Sometimes the most interesting innovations come from the simplest ideas.
Case in point: one of the hottest online advertising trends today is something called “ad retargeting.” Erick Schonfeld of TechCrunch explains retargeting this way:
“The idea is simple. When you visit a retailer’s or other advertiser’s website, it drops a cookie on your browser and the next time it sees you pop up on another site it loads an ad from that retailer. You’ve already expressed interest in that advertiser by visiting their site, so they retarget you whenever they can. It may sound a bit stalkerish, but trust me, everyone is doing it.”
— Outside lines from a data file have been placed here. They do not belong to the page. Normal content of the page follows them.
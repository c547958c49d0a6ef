//! Grammar of taxonomy labels.
//!
//! A label is a dotted path followed by free text:
//! * `label ::= path [' ' text]`
//! * `path ::= segment ('.' segment)*`
//!
//! The path ends at the first space. Labels without any space are taken
//! to be a path only. Segments are not validated; `"1..2"` yields an empty
//! middle segment.

/// Separator between the path and the free text of a label.
pub(crate) const PATH_TEXT_SEPARATOR: char = ' ';

/// Separator between the segments of a path.
pub(crate) const SEGMENT_SEPARATOR: char = '.';

/// Separator between segments in generated identifiers.
pub(crate) const ID_SEGMENT_SEPARATOR: &str = "-";

/// Escapes of characters that would make generated identifiers ambiguous.
const ESCAPED_DASH: &str = "_2d";
const ESCAPED_UNDERSCORE: &str = "_5f";

/// A label split into its parts, borrowing from the trimmed input.
#[derive(Debug, Clone, PartialEq, Eq)]
pub struct LabelParts<'a> {
    /// Trimmed label text, e.g. `"3.2.1 Water"`
    pub text: &'a str,
    /// Path up to the first space, e.g. `"3.2.1"`
    pub full_key: &'a str,
}

impl<'a> LabelParts<'a> {
    /// Returns an iterator over the path segments.
    pub fn segments(&self) -> impl Iterator<Item = &'a str> + use<'a> {
        self.full_key.split(SEGMENT_SEPARATOR)
    }

    /// Returns the number of path segments.
    pub fn depth(&self) -> usize {
        self.segments().count()
    }
}

/// Splits a raw label into text and dotted path.
///
/// The label is trimmed first. Returns `None` for labels that are empty
/// after trimming, since those carry no path at all.
///
/// # Examples
/// ```
/// # use labeltree::parser::label_grammar::split_label;
/// let parts = split_label("  3.2.1 Water ").unwrap();
/// assert_eq!(parts.text, "3.2.1 Water");
/// assert_eq!(parts.full_key, "3.2.1");
/// assert_eq!(parts.segments().collect::<Vec<_>>(), vec!["3", "2", "1"]);
///
/// // No space: the whole label is the path
/// assert_eq!(split_label("7.1").unwrap().full_key, "7.1");
/// assert!(split_label("   ").is_none());
/// ```
pub fn split_label(raw: &str) -> Option<LabelParts<'_>> {
    let text = raw.trim();
    if text.is_empty() {
        return None;
    }

    let full_key = match text.find(PATH_TEXT_SEPARATOR) {
        Some(end) => &text[..end],
        None => text,
    };

    Some(LabelParts { text, full_key })
}

/// Joins the path of a non-root parent and a segment into a full key.
///
/// Top-level nodes have no parent path at all; their full key is the
/// segment itself. The parent path may be empty, e.g. for `".5"`.
///
/// # Examples
/// ```
/// # use labeltree::parser::label_grammar::join_key;
/// assert_eq!(join_key("3.2", "1"), "3.2.1");
/// assert_eq!(join_key("", "5"), ".5");
/// ```
pub fn join_key(parent: &str, segment: &str) -> String {
    let mut key = String::with_capacity(parent.len() + 1 + segment.len());
    key.push_str(parent);
    key.push(SEGMENT_SEPARATOR);
    key.push_str(segment);
    key
}

/// Returns the parent path of a full key, or `None` for top-level keys.
///
/// # Examples
/// ```
/// # use labeltree::parser::label_grammar::parent_key;
/// assert_eq!(parent_key("3.2.1"), Some("3.2"));
/// assert_eq!(parent_key("3"), None);
/// ```
pub fn parent_key(full_key: &str) -> Option<&str> {
    full_key.rfind(SEGMENT_SEPARATOR).map(|end| &full_key[..end])
}

/// Derives a render-safe identifier from a full key.
///
/// Segments are joined with `-`. A literal `-` or `_` inside a segment is
/// escaped as `_2d` or `_5f`, so distinct paths never share an id while
/// ordinary numeric paths map to the plain form.
///
/// # Examples
/// ```
/// # use labeltree::parser::label_grammar::key_to_id;
/// assert_eq!(key_to_id("rw-", "3.2.1"), "rw-3-2-1");
/// assert_eq!(key_to_id("rw-", "9"), "rw-9");
/// assert_eq!(key_to_id("rw-", "1-2"), "rw-1_2d2");
/// ```
pub fn key_to_id(prefix: &str, full_key: &str) -> String {
    let mut id = String::with_capacity(prefix.len() + full_key.len());
    id.push_str(prefix);
    for (i, segment) in full_key.split(SEGMENT_SEPARATOR).enumerate() {
        if i > 0 {
            id.push_str(ID_SEGMENT_SEPARATOR);
        }
        for c in segment.chars() {
            match c {
                '-' => id.push_str(ESCAPED_DASH),
                '_' => id.push_str(ESCAPED_UNDERSCORE),
                _ => id.push(c),
            }
        }
    }
    id
}

#[cfg(test)]
mod tests {
    use super::*;

    #[test]
    fn test_split_keeps_only_first_space() {
        let parts = split_label("1.1 Sky, heaven").unwrap();
        assert_eq!(parts.full_key, "1.1");
        assert_eq!(parts.text, "1.1 Sky, heaven");
        assert_eq!(parts.depth(), 2);
    }

    #[test]
    fn test_split_trims_newlines_and_tabs() {
        let parts = split_label("\n\t2 Person\t\n").unwrap();
        assert_eq!(parts.text, "2 Person");
        assert_eq!(parts.full_key, "2");
    }

    #[test]
    fn test_empty_segments_are_kept() {
        let parts = split_label("1..2 Odd").unwrap();
        assert_eq!(parts.segments().collect::<Vec<_>>(), vec!["1", "", "2"]);
    }

    #[test]
    fn test_ids_of_distinct_keys_differ() {
        let keys = ["1.2", "1-2", "1_2", "1_2d", "1._2d", ".5", "5", "1..2", "1.-2"];
        let ids: Vec<_> = keys.iter().map(|key| key_to_id("rw-", key)).collect();
        for (i, id) in ids.iter().enumerate() {
            assert!(!ids[i + 1..].contains(id), "{} collides", keys[i]);
        }
        assert_eq!(key_to_id("rw-", "a_b"), "rw-a_5fb");
    }

    #[test]
    fn test_parent_of_top_level_is_none() {
        assert_eq!(parent_key("1"), None);
        assert_eq!(parent_key("1.5"), Some("1"));
    }
}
There are some variations of this definition, but for our purposes today it’s close enough.
Even Google is now offering retargeting of its Google AdWords, calling it “remarketing” and giving this example on its official Inside AdWords blog:
“Here’s an example of how it works. Let’s say you’re a basketball team with tickets that you want to sell. You can put a piece of code on the tickets page of your website, which will let you later show relevant ticket ads (such as last minute discounts) to everyone who has visited that page, as they subsequently browse sites in the Google Content Network. In addition to your own site, you can also remarket to users who visited your YouTube brand channel or clicked your YouTube homepage ad.”
I happen to be a fan of retargeting ads. Last year I started a campaign through one such retargeting service, ReTargeter.com, to build the audience for a social media site I own, after interviewing the founder of ReTargeter, Arjun Dev Arora, and becoming intrigued with the idea.
My purpose was to build loyal repeat visitors to that site – visitors who don’t just visit once, but who are reminded of the site in their travels across the Web and prompted to come back and visit and participate in the site repeatedly. I wanted the site to be top of mind for those visitors. In essence you could say it is a branding campaign… to build awareness and brand recognition.
Retargeting turns out to be a cost effective branding campaign for small businesses. You target a qualified audience (those who’ve already shown some interest in your product or website). You pay only for ad impressions that will be seen by those you are targeting.
There’s a lesson in these retargeting ads that goes well beyond advertising, for every small business. That lesson is about innovation.
Look for innovation in the simplest ways and smallest things. At its core, retargeting is nothing more than serving up banner ads of a certain type to a certain audience – with the main difference being that the ads are served AFTER the user leaves a website. That one twist – serving up ads AFTER the visitor leaves the site – can make all the difference in the success of a campaign.
In my case, it made my advertising much more effective (and a better use of my advertising budget) than a traditional banner ad campaign. People who see the ads have already been to the site, and since my goal is loyal repeat visitors, there’s a higher likelihood that they will return, than if those same impressions were served to those who had never visited the site.
I bring up the topic of retargeting ads as a metaphor for approaching innovation in your business. Think of all the possibilities. Sometimes if you just let yourself think freely, and not be hemmed in with traditional assumptions, new opportunities can open up. Innovation can be as simple as a “twist” on an old idea.